"""

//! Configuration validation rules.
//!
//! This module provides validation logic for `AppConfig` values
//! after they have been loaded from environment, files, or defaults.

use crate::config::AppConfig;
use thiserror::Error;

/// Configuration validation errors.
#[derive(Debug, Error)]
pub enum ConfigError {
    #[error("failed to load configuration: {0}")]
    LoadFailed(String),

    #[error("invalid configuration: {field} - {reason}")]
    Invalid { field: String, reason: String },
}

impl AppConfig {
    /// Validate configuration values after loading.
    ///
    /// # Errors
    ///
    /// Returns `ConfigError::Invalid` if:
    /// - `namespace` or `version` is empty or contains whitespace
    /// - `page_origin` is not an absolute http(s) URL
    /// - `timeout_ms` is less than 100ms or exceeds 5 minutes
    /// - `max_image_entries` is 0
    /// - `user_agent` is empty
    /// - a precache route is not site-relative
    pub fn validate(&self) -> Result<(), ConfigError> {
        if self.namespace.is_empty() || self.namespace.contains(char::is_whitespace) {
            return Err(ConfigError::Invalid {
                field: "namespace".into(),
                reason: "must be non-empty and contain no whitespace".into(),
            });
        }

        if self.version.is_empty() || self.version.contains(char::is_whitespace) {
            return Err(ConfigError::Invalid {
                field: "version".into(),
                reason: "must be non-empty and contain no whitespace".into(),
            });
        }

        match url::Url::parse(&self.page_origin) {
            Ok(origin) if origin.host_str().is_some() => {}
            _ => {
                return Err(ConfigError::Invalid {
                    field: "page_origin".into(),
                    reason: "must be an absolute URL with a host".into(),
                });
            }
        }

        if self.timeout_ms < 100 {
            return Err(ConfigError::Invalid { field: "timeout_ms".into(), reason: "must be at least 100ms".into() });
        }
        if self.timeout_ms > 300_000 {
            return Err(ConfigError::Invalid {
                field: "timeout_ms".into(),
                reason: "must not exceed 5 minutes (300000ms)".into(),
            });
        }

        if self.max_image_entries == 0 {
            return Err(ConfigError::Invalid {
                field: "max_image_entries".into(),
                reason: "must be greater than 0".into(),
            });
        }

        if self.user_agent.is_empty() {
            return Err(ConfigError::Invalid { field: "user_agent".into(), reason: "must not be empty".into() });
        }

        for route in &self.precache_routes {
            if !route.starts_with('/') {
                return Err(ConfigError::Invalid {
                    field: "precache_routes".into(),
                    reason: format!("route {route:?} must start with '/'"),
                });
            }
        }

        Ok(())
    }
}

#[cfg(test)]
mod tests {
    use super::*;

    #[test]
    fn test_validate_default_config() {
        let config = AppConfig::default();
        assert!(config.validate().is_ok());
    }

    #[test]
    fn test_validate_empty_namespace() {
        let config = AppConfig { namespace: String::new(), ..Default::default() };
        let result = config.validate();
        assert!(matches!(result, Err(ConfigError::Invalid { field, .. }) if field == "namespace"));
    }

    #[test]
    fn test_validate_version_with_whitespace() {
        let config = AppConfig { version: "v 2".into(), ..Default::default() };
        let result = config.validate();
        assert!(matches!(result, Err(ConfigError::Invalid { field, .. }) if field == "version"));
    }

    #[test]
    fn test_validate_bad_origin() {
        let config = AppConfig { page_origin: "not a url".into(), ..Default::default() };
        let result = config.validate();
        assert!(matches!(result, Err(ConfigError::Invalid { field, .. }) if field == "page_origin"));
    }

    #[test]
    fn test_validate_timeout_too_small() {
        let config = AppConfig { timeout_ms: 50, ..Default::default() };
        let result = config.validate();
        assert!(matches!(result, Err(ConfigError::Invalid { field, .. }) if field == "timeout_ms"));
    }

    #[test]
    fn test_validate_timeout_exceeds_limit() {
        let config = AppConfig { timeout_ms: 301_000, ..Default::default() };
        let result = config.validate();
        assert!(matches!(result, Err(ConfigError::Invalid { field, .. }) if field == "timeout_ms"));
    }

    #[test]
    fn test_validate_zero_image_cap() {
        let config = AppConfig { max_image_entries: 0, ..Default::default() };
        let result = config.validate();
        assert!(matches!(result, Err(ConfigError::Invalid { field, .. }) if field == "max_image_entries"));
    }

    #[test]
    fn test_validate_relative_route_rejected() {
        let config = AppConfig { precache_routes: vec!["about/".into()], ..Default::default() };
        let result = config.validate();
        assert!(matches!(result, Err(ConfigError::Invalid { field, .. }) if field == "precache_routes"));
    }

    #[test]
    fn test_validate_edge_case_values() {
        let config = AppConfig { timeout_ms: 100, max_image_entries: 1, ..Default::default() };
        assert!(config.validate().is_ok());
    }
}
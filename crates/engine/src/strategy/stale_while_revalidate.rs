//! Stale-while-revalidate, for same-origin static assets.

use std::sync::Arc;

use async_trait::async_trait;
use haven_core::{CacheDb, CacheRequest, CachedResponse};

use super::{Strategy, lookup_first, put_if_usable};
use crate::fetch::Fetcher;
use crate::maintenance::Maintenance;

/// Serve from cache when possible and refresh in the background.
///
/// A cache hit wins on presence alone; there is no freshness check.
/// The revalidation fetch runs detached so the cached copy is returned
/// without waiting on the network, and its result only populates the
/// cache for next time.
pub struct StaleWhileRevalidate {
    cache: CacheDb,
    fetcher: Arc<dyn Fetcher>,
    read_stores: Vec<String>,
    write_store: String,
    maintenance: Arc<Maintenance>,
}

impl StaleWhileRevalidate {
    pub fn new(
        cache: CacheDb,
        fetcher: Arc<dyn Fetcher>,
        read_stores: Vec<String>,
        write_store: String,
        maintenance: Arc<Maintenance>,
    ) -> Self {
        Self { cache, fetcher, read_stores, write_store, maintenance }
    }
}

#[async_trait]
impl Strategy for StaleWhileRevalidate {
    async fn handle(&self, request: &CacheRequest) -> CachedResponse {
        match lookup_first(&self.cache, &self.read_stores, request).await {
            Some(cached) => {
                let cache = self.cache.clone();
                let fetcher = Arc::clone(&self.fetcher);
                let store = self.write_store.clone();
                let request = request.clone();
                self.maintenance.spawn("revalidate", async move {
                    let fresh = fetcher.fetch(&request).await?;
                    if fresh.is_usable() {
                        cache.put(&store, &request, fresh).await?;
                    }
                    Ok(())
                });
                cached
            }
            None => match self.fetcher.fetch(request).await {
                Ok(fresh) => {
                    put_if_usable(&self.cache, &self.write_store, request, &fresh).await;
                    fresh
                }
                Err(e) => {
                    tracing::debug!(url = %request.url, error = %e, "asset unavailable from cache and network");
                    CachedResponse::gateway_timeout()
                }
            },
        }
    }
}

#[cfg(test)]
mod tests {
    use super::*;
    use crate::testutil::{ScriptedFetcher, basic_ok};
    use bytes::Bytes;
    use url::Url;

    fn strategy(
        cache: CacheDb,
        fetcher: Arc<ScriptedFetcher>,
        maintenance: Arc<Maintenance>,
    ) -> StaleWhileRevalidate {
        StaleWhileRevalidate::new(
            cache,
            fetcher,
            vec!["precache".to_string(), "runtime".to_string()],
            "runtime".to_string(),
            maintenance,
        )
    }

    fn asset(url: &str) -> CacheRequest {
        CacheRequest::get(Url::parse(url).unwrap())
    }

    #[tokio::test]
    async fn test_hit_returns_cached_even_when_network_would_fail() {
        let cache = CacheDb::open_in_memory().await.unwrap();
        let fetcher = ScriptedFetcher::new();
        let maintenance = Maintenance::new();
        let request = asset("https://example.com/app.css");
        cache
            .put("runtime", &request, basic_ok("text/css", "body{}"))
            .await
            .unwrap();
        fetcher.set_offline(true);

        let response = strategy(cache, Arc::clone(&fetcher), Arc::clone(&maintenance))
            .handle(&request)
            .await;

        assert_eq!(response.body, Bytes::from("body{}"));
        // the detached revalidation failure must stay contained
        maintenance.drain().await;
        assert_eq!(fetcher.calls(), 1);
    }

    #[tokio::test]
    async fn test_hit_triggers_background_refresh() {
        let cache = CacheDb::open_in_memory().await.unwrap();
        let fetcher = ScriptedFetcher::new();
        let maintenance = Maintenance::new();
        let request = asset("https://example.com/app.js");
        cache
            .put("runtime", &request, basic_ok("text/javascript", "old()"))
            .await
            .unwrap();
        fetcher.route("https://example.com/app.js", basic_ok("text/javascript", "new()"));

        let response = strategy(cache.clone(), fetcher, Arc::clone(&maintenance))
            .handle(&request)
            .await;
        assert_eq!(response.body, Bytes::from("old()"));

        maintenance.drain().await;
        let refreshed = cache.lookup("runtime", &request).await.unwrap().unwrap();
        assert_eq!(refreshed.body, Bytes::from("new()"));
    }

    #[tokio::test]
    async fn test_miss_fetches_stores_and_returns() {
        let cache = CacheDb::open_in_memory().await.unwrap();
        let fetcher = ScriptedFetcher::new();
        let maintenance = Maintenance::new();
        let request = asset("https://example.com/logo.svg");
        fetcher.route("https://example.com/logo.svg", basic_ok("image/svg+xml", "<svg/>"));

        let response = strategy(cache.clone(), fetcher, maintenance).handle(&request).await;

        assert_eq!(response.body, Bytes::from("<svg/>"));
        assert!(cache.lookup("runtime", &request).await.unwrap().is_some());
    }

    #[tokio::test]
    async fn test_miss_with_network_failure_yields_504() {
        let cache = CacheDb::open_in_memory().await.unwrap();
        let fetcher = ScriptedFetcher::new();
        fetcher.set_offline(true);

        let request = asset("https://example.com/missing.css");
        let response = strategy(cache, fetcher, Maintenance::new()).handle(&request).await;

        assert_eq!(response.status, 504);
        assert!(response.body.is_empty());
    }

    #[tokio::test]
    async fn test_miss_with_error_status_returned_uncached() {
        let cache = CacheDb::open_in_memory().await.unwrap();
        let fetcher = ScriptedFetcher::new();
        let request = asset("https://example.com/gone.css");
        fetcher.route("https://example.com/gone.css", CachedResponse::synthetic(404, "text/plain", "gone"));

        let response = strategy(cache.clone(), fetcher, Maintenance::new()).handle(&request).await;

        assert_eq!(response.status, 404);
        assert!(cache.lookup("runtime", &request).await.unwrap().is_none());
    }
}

"""

*WHAT YOU WILL DO:* All lines of the records above that contain the word "body" are to be copied out.

*YOUR SOLUTION:*
            .put("runtime", &request, basic_ok("text/css", "body{}"))
        assert_eq!(response.body, Bytes::from("body{}"));
        assert_eq!(response.body, Bytes::from("old()"));
        assert_eq!(refreshed.body, Bytes::from("new()"));
        assert_eq!(response.body, Bytes::from("<svg/>"));
        assert!(response.body.is_empty());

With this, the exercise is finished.